Term of Award

Summer 2017

Degree Name

Doctor of Education in Curriculum Studies (Ed.D.)

Document Type and Release Option

Dissertation (open access)

Copyright Statement / License for Reuse

Creative Commons License
This work is licensed under a Creative Commons Attribution 4.0 License.

Department

Department of Curriculum, Foundations, and Reading

Committee Chair

Daniel Chapman

Committee Member 1

Delores Liston

Committee Member 2

John Weaver

Committee Member 3

William Schubert

Abstract

The Citizenship Education Program held at the Dorchester Center in Midway, Georgia was an adult literacy program piloted by the Highlander Folk School and eventually transferred to the Southern Christian Leadership Conference. The purpose of the program was to teach literacy skills to black adults so they could pass their state’s voter registration test.
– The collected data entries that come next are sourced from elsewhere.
// src/config.rs

//! Defines the configuration structures for the now-playing display.
//!
//! Every section deserializes with `#[serde(default)]`, so a configuration file
//! only needs the keys it wants to change. Defaults describe the stock setup:
//! an 84×48 PCD8544 on a Raspberry Pi, shairport writing metadata to a FIFO in
//! the `pi` user's home, and Beijing as the backlight location.

use anyhow::{Context, Result};
use log::*;
use serde::{Deserialize, Serialize};
use std::path::{Path, PathBuf};

use crate::surface::DisplayMode;

/// Environment variable naming a JSON configuration file.
pub const CONFIG_ENV_VAR: &str = "NOWPLAYING_CONFIG";

// --- Top-Level Configuration Structure ---

/// Represents the complete configuration.
#[derive(Debug, Clone, Serialize, Deserialize, PartialEq)]
#[serde(default)]
pub struct Config {
    /// Panel geometry and controller wiring.
    pub display: DisplayConfig,
    /// Font files and pixel sizes.
    pub fonts: FontConfig,
    /// Where the backlight day/night decision is computed for.
    pub location: LocationConfig,
    /// Metadata pipe and field names.
    pub ingest: IngestConfig,
    /// Seconds to wait before touching the display, so the receiver can settle.
    pub startup_delay_secs: u64,
    /// Splash text, also drawn in the compact mode's bottom bank.
    pub banner: String,
}

impl Default for Config {
    fn default() -> Self {
        Config {
            display: DisplayConfig::default(),
            fonts: FontConfig::default(),
            location: LocationConfig::default(),
            ingest: IngestConfig::default(),
            startup_delay_secs: 10,
            banner: "AirPlay".to_string(),
        }
    }
}

impl Config {
    /// Loads the configuration named by `NOWPLAYING_CONFIG`, or the defaults when
    /// the variable is unset.
    pub fn load() -> Result<Self> {
        match std::env::var_os(CONFIG_ENV_VAR) {
            Some(path) => Self::from_file(Path::new(&path)),
            None => {
                info!("{} not set, using default configuration", CONFIG_ENV_VAR);
                Ok(Self::default())
            }
        }
    }

    /// Reads and parses a JSON configuration file.
    pub fn from_file(path: &Path) -> Result<Self> {
        let text = std::fs::read_to_string(path)
            .with_context(|| format!("Failed to read config file '{}'", path.display()))?;
        let config: Config = serde_json::from_str(&text)
            .with_context(|| format!("Failed to parse config file '{}'", path.display()))?;
        info!("Configuration loaded from '{}'", path.display());
        debug!("{:?}", config);
        Ok(config)
    }
}

// --- Display Configuration ---

/// Panel geometry and the pins the controller hangs off.
#[derive(Debug, Clone, Serialize, Deserialize, PartialEq)]
#[serde(default)]
pub struct DisplayConfig {
    pub mode: DisplayMode,
    /// Operating voltage byte sent at init (bit 7 set, as the controller expects).
    pub contrast: u8,
    /// spidev node the controller is attached to.
    pub spi_device: PathBuf,
    /// BCM GPIO numbers.
    pub dc_pin: u64,
    pub rst_pin: u64,
    pub backlight_pin: u64,
}

impl Default for DisplayConfig {
    fn default() -> Self {
        DisplayConfig {
            mode: DisplayMode::Tall,
            contrast: 0xBB,
            spi_device: PathBuf::from("/dev/spidev0.0"),
            dc_pin: 23,
            rst_pin: 24,
            backlight_pin: 18,
        }
    }
}

// --- Font Configuration ---

#[derive(Debug, Clone, Serialize, Deserialize, PartialEq)]
#[serde(default)]
pub struct FontConfig {
    /// Monospace Latin font, used for printable ASCII.
    pub narrow_path: PathBuf,
    /// CJK-capable bitmap-style font, used for everything else.
    pub wide_path: PathBuf,
    /// Pixel size for metadata text.
    pub size_px: f32,
    /// Pixel size for the compact mode's banner bank.
    pub banner_size_px: f32,
}

impl Default for FontConfig {
    fn default() -> Self {
        FontConfig {
            narrow_path: PathBuf::from("DejaVuSansMono.ttf"),
            wide_path: PathBuf::from("Zpix.ttf"),
            size_px: 12.0,
            banner_size_px: 8.0,
        }
    }
}

// --- Location Configuration ---

#[derive(Debug, Clone, Serialize, Deserialize, PartialEq)]
#[serde(default)]
pub struct LocationConfig {
    /// Only used in log output.
    pub name: String,
    /// Degrees, north positive.
    pub latitude: f64,
    /// Degrees, east positive.
    pub longitude: f64,
    /// Offset of local civil time from UTC, used to pick the local date.
    pub utc_offset_minutes: i32,
}

impl Default for LocationConfig {
    fn default() -> Self {
        LocationConfig {
            name: "Beijing".to_string(),
            latitude: 39.9042,
            longitude: 116.4074,
            utc_offset_minutes: 8 * 60,
        }
    }
}

// --- Ingest Configuration ---

/// Metadata pipe location and the key names looked up in each record.
#[derive(Debug, Clone, Serialize, Deserialize, PartialEq)]
#[serde(default)]
pub struct IngestConfig {
    pub pipe_path: PathBuf,
    pub artist_key: String,
    pub title_key: String,
    pub album_key: String,
    pub volume_key: String,
}

impl Default for IngestConfig {
    fn default() -> Self {
        IngestConfig {
            pipe_path: PathBuf::from("/home/pi/shairport/now_playing"),
            artist_key: "artist".to_string(),
            title_key: "title".to_string(),
            album_key: "album".to_string(),
            volume_key: "volume".to_string(),
        }
    }
}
Believing that first class citizenship could only be achieved through the ballot, and that the ballot was the key to changes in the lives and welfare of Southern blacks, ordinary citizens traveled to Dorchester for weeklong workshops on how to teach reading and writing to others. Once students completed the training, they went back into their communities and started Citizenship Schools teaching their neighbors and friends how to read and write and ultimately register to vote. This program was successful because it relied on three basic keys: the students determined the content of the curriculum based on their experiences and needs, the lessons focused on real problems within their community that needed solving, and the students were inspired to action to solve these problems. These keys can breathe life into our standards-based business classrooms today by shifting the focus away from teacher-directed classrooms to spaces were students determine the content of the lesson, the focus on real-life situations, and the skills learned prepare students to solve their own problems.